First, differentiate the right-hand side term by term with respect to \(x\). \(f(0)\) is a constant, so its derivative is \(0\). Differentiating \(f'(0)\,x\) gives \(f'(0)\). Differentiating \(\dfrac{f''(0)}{2!}\,x^2\) gives \(\dfrac{f''(0)}{2!} \cdot 2x = f''(0)\,x\). Differentiating \(\dfrac{f'''(0)}{3!}\,x^3\) gives \(\dfrac{f'''(0)}{3!} \cdot 3x^2 = \dfrac{f'''(0)}{2!}\,x^2\). That is,

\[f'(x) = f'(0) + f''(0)\,x + \frac{f'''(0)}{2!}\,x^2 + \cdots\]

The whole thing just shifted by one level but has the same form.
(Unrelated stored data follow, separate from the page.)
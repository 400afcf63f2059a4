// Boundary filter: single-character findings must stand alone somewhere

use wordguard_core::character::is_word_char;

use super::FilterStrategy;

/// Rejects a single-character finding unless at least one occurrence of the
/// character has no CJK ideograph or Latin letter next to it. Text edges
/// count as standalone. Longer words pass untouched.
#[derive(Debug, Clone, Copy, Default)]
pub struct BoundaryFilter;

impl BoundaryFilter {
    fn occurs_standalone(target: char, content: &[char]) -> bool {
        content.iter().enumerate().any(|(i, &c)| {
            if c != target {
                return false;
            }
            let before_ok = i == 0 || !is_word_char(content[i - 1]);
            let after_ok = content.get(i + 1).is_none_or(|&next| !is_word_char(next));
            before_ok && after_ok
        })
    }
}

impl FilterStrategy for BoundaryFilter {
    fn should_reject(&self, word: &str, content: &str) -> bool {
        let mut chars = word.chars();
        let (Some(single), None) = (chars.next(), chars.next()) else {
            return false;
        };
        let content: Vec<char> = content.chars().collect();
        !Self::occurs_standalone(single, &content)
    }

    fn name(&self) -> &str {
        "boundary_filter"
    }
}

#[cfg(test)]
mod tests {
    use super::*;

    fn rejects(word: &str, content: &str) -> bool {
        BoundaryFilter.should_reject(word, content)
    }

    #[test]
    fn embedded_single_char_rejected() {
        // 日 only appears inside 今日
        assert!(rejects("日", "今日天气"));
        assert!(rejects("x", "abxcd"));
    }

    #[test]
    fn standalone_occurrence_accepted() {
        assert!(!rejects("日", "今日, 日!"));
        assert!(!rejects("x", "x"));
        assert!(!rejects("操", "1操2"));
    }

    #[test]
    fn edges_count_as_standalone() {
        assert!(!rejects("x", "x 1"));
        assert!(!rejects("x", "1 x"));
        assert!(rejects("x", "xa"));
    }

    #[test]
    fn absent_char_rejected() {
        assert!(rejects("x", "nothing here"));
    }

    #[test]
    fn multi_char_words_pass() {
        assert!(!rejects("坏蛋", "坏蛋糕"));
        assert!(!rejects("", "abc"));
    }
}
// Trie node: character edges plus a terminal flag

use hashbrown::HashMap;

/// A node in the dictionary trie.
///
/// Each node exclusively owns its children. A word is recognized iff
/// following its characters from the root lands on a node whose `terminal`
/// flag is set; words with a shared prefix share the nodes of that prefix.
#[derive(Debug, Clone, Default, PartialEq, Eq)]
pub struct Node {
    children: HashMap<char, Node>,
    terminal: bool,
}

impl Node {
    /// Create an empty, non-terminal node.
    pub fn new() -> Self {
        Self::default()
    }

    /// Follow the edge labelled `c`, if present.
    pub fn child(&self, c: char) -> Option<&Node> {
        self.children.get(&c)
    }

    /// Follow the edge labelled `c`, creating an empty child if absent.
    pub fn child_or_insert(&mut self, c: char) -> &mut Node {
        self.children.entry(c).or_default()
    }

    /// Attach an already-built child under `c`, replacing any existing edge.
    pub(crate) fn attach(&mut self, c: char, child: Node) {
        self.children.insert(c, child);
    }

    /// Iterate over `(edge, child)` pairs in unspecified order.
    pub fn children(&self) -> impl Iterator<Item = (char, &Node)> {
        self.children.iter().map(|(&c, n)| (c, n))
    }

    /// Number of outgoing edges.
    pub fn child_count(&self) -> usize {
        self.children.len()
    }

    /// Whether a dictionary word ends at this node.
    pub fn is_terminal(&self) -> bool {
        self.terminal
    }

    pub(crate) fn set_terminal(&mut self, terminal: bool) {
        self.terminal = terminal;
    }

    /// Whether this node has no outgoing edges.
    pub fn is_leaf(&self) -> bool {
        self.children.is_empty()
    }
}
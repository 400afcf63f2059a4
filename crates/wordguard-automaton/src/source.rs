// Lazy line-oriented dictionary reader

use std::fs::File;
use std::io::{self, BufRead, BufReader, Lines};
use std::path::Path;

/// Iterator over the words of a line-oriented dictionary source.
///
/// Yields one trimmed, non-blank word per line and reads the underlying
/// source one line at a time. A leading UTF-8 byte order mark is dropped.
pub struct LineSource<R> {
    lines: Lines<R>,
    first: bool,
}

impl<R: BufRead> LineSource<R> {
    /// Wrap a buffered reader.
    pub fn new(reader: R) -> Self {
        Self {
            lines: reader.lines(),
            first: true,
        }
    }
}

impl LineSource<BufReader<File>> {
    /// Open a dictionary file.
    pub fn open(path: impl AsRef<Path>) -> io::Result<Self> {
        let file = File::open(path)?;
        Ok(Self::new(BufReader::new(file)))
    }
}

impl<R: BufRead> Iterator for LineSource<R> {
    type Item = io::Result<String>;

    fn next(&mut self) -> Option<Self::Item> {
        loop {
            let line = match self.lines.next()? {
                Ok(line) => line,
                Err(e) => return Some(Err(e)),
            };
            let mut word = line.as_str();
            if self.first {
                self.first = false;
                word = word.strip_prefix('\u{FEFF}').unwrap_or(word);
            }
            let word = word.trim();
            if !word.is_empty() {
                return Some(Ok(word.to_string()));
            }
        }
    }
}

#[cfg(test)]
mod tests {
    use super::*;

    fn collect(src: &str) -> Vec<String> {
        LineSource::new(src.as_bytes())
            .collect::<io::Result<Vec<_>>>()
            .unwrap()
    }

    #[test]
    fn skips_blank_lines_and_trims() {
        assert_eq!(collect("a\n\n  b \n\t\nc"), vec!["a", "b", "c"]);
    }

    #[test]
    fn handles_crlf() {
        assert_eq!(collect("坏蛋\r\n敏感词\r\n"), vec!["坏蛋", "敏感词"]);
    }

    #[test]
    fn strips_leading_bom_only_once() {
        assert_eq!(collect("\u{FEFF}first\nsecond"), vec!["first", "second"]);
    }

    #[test]
    fn empty_source_yields_nothing() {
        assert!(collect("").is_empty());
        assert!(collect("\n\n   \n").is_empty());
    }

    #[test]
    fn invalid_utf8_is_reported() {
        let bytes: &[u8] = &[b'o', b'k', b'\n', 0xFF, 0xFE, b'\n'];
        let mut source = LineSource::new(bytes);
        assert_eq!(source.next().unwrap().unwrap(), "ok");
        assert!(source.next().unwrap().is_err());
    }

    #[test]
    fn open_missing_file_fails() {
        assert!(LineSource::open("/nonexistent/wordguard/dict.txt").is_err());
    }
}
Substituting \(x = 0\), all terms containing \(x\) vanish and only \(f'(0)\) remains—indeed matching \(f'(0)\) on the left side. Differentiating once more and substituting \(x = 0\) extracts \(f''(0)\). Repeating this confirms that differentiating \(n\) times and substituting \(x = 0\) yields \(f^{(n)}(0)\).

🔵 Kai: I see... each differentiation shifts by one level, and substituting \(x = 0\) leaves only the derivative of that order. It works because \(n!\) neatly absorbs the \(n\). What an elegant mechanism.

Maclaurin Expansions of Three Functions¶

🟡 Lina: To derive Euler's formula, we'll expand \(\cos x\), \(\sin x\), and \(e^x\).

Expansion of \(\cos x\):

Evaluating the successive derivatives of \(\cos x\) at \(x = 0\):

Table A.1: Successive derivatives of cos x and their values at x=0

\(n\)	\(f^{(n)}(x)\)	\(f^{(n)}(0)\)
0	\(\cos x\)	\(1\)
1	\(-\sin x\)	\(0\)
2	\(-\cos x\)	\(-1\)
3	\(\sin x\)	\(0\)
4	\(\cos x\)	\(1\)

The pattern repeats every 4 terms. Since the odd-order terms are \(0\),

\[\cos x = 1 - \frac{x^2}{2!} + \frac{x^4}{4!} - \frac{x^6}{6!} + \cdots = \sum_{n=0}^{\infty} \frac{(-1)^n}{(2n)!}\,x^{2n} \tag{A.23}\]

Expansion of \(\sin x\):

Similarly,

Table A.2: Successive derivatives of sin x and their values at x=0

\(n\)	\(f^{(n)}(x)\)	\(f^{(n)}(0)\)
0	\(\sin x\)	\(0\)
1	\(\cos x\)	\(1\)
2	\(-\sin x\)	\(0\)
3	\(-\cos x\)	\(-1\)
4	\(\sin x\)	\(0\)

Since the even-order terms are \(0\),

\[\sin x = x - \frac{x^3}{3!} + \frac{x^5}{5!} - \frac{x^7}{7!} + \cdots = \sum_{n=0}^{\infty} \frac{(-1)^n}{(2n+1)!}\,x^{2n+1} \tag{A.24}\]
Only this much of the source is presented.